* [Required action] Your answer should consist of the lines in the following data that contain "impl".

Data records:
+ + +

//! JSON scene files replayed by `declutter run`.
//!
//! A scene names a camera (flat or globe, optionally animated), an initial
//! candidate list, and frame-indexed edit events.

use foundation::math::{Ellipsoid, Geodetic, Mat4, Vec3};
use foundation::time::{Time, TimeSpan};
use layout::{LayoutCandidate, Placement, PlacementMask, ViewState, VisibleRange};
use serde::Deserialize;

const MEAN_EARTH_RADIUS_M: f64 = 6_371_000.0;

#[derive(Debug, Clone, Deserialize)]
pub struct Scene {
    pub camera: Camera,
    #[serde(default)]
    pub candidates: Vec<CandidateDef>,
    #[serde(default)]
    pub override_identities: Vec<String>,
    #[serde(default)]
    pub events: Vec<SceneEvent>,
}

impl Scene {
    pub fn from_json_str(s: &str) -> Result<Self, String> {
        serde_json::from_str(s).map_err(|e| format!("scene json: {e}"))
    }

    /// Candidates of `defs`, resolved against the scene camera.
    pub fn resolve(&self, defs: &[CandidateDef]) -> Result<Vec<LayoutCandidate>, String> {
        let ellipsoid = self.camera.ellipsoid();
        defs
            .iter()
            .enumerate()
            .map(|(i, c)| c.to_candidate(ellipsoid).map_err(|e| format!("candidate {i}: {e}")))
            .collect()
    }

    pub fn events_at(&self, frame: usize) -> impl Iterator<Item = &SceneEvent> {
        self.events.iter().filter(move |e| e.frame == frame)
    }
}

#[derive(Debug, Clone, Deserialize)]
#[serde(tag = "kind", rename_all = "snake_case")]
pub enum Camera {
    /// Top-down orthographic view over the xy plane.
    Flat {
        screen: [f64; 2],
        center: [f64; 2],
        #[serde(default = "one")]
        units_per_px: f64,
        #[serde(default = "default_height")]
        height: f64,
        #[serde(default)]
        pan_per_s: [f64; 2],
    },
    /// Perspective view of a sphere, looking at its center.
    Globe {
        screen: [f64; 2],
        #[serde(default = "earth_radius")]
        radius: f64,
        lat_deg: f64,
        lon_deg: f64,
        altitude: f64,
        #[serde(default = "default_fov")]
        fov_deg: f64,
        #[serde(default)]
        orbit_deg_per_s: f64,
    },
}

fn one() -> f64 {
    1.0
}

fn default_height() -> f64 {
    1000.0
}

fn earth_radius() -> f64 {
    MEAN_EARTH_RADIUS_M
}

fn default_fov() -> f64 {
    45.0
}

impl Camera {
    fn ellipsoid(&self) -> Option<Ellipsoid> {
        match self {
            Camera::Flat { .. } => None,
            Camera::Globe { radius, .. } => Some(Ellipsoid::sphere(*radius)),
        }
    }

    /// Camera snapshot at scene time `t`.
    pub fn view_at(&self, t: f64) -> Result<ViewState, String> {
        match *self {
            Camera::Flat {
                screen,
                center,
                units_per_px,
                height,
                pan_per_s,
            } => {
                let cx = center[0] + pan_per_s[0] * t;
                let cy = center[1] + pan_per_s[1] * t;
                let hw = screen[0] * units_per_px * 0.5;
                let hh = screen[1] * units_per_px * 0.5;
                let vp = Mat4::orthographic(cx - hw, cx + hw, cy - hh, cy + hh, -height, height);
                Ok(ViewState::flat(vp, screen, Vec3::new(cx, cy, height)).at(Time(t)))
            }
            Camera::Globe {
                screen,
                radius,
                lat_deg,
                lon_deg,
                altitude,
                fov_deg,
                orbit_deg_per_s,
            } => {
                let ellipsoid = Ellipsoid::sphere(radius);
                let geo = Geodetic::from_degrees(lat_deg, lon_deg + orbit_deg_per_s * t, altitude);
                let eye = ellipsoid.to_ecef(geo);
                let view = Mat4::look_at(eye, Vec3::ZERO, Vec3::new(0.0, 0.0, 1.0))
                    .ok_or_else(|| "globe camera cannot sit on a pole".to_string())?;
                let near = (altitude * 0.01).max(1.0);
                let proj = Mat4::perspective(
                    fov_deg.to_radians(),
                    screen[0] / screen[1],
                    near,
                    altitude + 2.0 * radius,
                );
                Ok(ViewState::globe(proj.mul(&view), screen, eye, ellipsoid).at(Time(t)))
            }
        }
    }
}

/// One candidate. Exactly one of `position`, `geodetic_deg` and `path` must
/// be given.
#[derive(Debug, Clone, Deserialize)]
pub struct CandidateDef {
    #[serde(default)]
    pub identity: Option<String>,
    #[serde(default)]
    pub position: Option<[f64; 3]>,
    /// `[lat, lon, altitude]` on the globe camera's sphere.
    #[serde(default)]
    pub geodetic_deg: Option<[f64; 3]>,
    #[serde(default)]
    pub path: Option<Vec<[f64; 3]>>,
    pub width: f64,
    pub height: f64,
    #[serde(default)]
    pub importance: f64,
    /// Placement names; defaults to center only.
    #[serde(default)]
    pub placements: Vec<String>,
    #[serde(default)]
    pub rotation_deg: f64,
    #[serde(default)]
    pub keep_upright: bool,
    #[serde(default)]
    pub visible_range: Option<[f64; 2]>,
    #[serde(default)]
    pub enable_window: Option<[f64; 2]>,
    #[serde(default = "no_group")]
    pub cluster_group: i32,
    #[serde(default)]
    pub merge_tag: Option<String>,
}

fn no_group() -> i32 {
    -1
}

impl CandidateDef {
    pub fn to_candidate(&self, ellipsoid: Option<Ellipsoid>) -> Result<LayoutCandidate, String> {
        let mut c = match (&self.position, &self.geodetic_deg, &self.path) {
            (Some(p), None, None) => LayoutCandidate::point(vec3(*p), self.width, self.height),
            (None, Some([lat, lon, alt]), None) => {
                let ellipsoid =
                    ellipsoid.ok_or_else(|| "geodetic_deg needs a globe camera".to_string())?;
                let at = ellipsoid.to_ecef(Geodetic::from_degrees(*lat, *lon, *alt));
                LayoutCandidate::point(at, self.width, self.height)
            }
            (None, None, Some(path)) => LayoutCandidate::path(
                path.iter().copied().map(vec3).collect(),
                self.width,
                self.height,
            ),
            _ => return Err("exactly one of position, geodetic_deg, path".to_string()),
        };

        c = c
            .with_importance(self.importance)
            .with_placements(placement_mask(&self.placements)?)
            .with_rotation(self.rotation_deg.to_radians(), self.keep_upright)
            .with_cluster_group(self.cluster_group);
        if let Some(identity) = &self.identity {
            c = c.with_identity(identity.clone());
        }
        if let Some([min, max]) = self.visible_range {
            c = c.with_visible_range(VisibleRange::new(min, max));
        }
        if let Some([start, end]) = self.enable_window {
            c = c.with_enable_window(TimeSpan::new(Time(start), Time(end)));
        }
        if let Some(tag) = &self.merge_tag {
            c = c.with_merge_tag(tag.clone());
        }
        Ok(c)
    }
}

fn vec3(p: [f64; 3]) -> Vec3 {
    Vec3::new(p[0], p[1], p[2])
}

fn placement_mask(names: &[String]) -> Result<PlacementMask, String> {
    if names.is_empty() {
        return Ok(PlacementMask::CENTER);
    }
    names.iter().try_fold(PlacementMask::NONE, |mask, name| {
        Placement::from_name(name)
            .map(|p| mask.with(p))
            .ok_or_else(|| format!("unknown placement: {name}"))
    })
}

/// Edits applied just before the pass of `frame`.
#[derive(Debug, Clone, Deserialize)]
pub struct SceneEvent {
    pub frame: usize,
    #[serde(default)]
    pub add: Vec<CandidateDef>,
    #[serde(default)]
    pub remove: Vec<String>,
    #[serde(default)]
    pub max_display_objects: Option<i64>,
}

+ + +

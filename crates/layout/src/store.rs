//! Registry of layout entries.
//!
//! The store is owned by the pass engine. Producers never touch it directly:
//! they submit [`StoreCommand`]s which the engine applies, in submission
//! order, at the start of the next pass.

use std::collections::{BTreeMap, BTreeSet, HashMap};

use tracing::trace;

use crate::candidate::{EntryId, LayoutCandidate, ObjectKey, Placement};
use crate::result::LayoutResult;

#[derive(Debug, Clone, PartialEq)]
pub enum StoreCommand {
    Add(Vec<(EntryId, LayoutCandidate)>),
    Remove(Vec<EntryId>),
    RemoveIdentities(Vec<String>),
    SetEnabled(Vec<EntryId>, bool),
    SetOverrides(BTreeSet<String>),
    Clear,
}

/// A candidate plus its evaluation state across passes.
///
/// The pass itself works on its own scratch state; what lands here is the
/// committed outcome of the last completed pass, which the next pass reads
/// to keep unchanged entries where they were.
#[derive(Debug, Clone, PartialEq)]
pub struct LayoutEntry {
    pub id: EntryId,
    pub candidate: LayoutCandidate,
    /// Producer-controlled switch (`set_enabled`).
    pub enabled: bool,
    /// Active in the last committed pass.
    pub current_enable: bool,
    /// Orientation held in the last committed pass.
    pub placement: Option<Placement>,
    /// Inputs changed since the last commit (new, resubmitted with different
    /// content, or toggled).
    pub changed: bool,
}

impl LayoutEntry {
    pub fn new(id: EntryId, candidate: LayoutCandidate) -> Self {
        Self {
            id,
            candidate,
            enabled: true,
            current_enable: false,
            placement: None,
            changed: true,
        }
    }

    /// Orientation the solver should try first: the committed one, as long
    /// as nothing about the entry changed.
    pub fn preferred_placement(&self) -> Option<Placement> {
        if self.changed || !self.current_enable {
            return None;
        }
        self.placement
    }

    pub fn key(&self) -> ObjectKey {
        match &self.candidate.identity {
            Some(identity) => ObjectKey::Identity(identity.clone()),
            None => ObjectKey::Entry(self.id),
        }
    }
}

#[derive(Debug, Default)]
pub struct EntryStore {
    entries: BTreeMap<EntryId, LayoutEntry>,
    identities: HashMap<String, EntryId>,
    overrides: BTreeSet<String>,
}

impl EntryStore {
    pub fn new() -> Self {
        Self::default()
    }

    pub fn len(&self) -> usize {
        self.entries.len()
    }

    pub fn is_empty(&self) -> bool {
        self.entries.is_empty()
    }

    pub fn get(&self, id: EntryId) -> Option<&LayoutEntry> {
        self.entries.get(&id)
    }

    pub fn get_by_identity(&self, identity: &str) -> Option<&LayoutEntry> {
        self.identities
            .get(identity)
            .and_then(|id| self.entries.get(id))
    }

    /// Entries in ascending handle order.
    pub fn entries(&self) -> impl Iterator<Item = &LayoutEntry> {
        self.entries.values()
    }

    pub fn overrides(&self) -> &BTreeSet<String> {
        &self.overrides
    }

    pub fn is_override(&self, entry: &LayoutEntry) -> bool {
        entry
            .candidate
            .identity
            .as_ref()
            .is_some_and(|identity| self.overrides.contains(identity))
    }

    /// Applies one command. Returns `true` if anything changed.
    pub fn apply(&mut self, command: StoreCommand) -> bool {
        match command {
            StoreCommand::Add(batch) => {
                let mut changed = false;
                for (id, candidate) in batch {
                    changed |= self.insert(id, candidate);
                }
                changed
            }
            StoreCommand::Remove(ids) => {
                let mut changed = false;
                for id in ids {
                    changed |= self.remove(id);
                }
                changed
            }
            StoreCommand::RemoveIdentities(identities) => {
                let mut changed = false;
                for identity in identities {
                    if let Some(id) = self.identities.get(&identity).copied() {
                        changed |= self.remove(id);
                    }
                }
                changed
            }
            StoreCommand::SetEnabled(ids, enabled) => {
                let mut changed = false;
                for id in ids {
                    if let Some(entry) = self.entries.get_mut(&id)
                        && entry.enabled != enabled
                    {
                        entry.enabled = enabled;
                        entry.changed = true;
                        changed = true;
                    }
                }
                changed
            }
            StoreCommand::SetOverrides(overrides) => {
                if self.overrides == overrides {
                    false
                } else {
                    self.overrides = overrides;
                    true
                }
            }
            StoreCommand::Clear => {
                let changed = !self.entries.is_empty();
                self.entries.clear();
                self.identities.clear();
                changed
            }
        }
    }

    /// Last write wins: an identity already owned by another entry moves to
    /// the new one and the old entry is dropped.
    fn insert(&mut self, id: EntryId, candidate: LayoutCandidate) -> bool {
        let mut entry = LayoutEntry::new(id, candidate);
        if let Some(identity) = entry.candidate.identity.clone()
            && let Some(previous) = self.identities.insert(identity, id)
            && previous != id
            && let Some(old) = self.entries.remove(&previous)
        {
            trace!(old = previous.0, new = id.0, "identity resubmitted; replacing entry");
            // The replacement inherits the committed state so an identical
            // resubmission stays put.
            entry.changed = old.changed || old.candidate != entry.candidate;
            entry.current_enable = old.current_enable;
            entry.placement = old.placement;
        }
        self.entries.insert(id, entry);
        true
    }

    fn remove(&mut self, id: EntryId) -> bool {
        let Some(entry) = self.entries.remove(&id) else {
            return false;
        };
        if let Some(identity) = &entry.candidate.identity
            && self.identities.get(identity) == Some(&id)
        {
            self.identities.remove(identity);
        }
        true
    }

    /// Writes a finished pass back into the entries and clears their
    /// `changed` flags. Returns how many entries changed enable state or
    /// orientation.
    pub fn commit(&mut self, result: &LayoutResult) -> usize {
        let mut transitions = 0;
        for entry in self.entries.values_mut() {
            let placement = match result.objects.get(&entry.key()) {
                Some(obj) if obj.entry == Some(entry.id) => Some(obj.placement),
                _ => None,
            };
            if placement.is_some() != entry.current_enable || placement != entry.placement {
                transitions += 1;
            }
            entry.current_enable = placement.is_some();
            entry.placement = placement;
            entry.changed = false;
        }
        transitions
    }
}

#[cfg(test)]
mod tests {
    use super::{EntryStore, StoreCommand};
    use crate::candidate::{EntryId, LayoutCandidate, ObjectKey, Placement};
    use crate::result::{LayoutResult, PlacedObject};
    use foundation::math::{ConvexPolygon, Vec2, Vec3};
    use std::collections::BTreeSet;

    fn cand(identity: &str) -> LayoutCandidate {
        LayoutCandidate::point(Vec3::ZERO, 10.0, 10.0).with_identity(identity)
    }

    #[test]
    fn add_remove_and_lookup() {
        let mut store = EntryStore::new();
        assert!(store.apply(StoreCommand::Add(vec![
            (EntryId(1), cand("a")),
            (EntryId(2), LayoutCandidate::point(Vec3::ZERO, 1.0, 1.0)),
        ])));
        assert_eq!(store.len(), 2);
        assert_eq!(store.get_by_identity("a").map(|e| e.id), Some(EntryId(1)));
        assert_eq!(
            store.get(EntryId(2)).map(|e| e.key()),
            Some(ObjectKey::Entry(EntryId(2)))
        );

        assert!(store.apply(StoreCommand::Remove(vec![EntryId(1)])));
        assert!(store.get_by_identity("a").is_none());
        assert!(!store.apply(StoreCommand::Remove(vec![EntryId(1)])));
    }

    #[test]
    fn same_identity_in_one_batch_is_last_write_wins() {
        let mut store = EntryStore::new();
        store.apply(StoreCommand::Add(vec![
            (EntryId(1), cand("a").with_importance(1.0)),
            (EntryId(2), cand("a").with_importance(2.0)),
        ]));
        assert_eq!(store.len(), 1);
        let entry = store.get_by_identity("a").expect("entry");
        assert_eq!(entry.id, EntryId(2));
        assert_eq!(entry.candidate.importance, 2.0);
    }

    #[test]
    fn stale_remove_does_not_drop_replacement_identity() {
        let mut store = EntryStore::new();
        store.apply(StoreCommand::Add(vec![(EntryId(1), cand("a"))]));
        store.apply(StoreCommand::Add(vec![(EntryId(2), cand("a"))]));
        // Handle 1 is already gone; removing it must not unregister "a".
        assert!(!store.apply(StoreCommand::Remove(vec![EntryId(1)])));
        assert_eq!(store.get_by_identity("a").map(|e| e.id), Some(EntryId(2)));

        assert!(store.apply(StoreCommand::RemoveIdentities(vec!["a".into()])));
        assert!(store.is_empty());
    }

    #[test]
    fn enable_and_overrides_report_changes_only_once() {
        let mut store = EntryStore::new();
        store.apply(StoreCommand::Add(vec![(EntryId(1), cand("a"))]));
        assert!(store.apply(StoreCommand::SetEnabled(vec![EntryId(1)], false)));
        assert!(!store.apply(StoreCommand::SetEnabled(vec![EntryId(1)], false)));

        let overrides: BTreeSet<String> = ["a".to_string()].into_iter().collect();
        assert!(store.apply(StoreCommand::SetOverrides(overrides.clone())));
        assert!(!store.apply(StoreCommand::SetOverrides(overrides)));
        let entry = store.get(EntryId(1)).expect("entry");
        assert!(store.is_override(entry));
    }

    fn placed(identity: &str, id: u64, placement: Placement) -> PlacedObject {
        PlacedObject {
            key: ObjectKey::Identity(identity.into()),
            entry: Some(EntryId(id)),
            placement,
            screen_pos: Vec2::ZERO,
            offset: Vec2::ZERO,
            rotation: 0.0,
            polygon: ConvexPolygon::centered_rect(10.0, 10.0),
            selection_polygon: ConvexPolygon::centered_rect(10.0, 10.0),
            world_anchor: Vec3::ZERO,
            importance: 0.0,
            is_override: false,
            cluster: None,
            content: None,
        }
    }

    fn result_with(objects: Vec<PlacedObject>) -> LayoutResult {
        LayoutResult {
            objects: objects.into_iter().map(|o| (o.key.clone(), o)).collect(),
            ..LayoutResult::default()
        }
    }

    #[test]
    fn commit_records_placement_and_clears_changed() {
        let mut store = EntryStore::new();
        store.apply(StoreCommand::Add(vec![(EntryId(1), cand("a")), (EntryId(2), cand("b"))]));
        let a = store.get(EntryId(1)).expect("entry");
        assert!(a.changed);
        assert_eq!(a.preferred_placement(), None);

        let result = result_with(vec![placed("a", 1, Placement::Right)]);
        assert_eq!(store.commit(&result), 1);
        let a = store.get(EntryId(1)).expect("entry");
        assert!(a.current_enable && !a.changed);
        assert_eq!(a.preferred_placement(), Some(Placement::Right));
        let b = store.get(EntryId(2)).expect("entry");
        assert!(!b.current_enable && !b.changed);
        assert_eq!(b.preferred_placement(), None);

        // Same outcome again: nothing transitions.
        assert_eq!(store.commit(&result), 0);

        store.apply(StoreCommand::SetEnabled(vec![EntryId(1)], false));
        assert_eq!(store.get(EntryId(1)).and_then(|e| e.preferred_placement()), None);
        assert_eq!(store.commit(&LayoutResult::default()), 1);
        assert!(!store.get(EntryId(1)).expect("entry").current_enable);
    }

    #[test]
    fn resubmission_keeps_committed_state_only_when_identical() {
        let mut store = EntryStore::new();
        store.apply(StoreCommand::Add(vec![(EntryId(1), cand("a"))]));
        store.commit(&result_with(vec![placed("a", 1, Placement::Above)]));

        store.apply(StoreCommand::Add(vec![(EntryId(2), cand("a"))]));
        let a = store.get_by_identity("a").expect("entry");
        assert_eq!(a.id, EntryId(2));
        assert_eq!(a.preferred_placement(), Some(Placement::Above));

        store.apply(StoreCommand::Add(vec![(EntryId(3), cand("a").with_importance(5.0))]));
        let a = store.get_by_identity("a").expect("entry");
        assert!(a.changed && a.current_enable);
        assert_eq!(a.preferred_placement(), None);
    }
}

+ + +

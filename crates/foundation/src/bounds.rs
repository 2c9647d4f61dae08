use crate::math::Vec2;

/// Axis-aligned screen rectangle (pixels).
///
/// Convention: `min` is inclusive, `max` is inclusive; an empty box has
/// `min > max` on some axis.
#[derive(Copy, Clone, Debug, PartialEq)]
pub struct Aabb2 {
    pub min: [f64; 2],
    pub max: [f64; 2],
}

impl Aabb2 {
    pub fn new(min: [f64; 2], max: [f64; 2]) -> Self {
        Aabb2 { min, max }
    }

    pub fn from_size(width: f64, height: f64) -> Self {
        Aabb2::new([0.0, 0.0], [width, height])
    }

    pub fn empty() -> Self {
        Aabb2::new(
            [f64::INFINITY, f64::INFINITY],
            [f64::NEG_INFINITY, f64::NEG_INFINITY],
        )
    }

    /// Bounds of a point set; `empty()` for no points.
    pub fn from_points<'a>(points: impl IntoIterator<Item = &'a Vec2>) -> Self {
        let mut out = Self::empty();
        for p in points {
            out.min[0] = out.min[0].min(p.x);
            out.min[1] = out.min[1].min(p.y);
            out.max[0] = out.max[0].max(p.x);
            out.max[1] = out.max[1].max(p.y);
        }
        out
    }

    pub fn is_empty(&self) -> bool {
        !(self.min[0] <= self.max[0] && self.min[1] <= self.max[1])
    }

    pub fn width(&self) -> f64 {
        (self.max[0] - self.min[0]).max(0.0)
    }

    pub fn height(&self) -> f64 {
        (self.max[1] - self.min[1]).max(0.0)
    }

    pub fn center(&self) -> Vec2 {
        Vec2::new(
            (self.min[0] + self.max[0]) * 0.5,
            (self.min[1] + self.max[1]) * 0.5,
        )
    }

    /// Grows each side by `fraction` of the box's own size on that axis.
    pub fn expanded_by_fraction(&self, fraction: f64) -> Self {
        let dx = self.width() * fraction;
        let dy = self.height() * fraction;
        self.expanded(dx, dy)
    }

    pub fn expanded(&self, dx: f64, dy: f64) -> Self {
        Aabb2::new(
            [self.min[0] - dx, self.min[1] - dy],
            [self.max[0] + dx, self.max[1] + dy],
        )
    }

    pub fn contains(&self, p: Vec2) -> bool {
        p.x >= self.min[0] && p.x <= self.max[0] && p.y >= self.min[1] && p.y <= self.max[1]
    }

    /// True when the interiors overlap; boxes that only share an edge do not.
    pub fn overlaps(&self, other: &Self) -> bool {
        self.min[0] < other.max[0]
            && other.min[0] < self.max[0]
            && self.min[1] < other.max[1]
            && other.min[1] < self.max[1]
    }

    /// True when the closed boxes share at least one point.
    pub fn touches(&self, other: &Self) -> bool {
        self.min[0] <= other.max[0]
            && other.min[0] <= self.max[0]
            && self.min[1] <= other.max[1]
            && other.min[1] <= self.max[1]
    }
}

+ + +

* [Result below]
impl Scene {
    pub fn events_at(&self, frame: usize) -> impl Iterator<Item = &SceneEvent> {
impl Camera {
impl CandidateDef {
impl LayoutEntry {
impl EntryStore {
    pub fn entries(&self) -> impl Iterator<Item = &LayoutEntry> {
impl Aabb2 {
    pub fn from_points<'a>(points: impl IntoIterator<Item = &'a Vec2>) -> Self {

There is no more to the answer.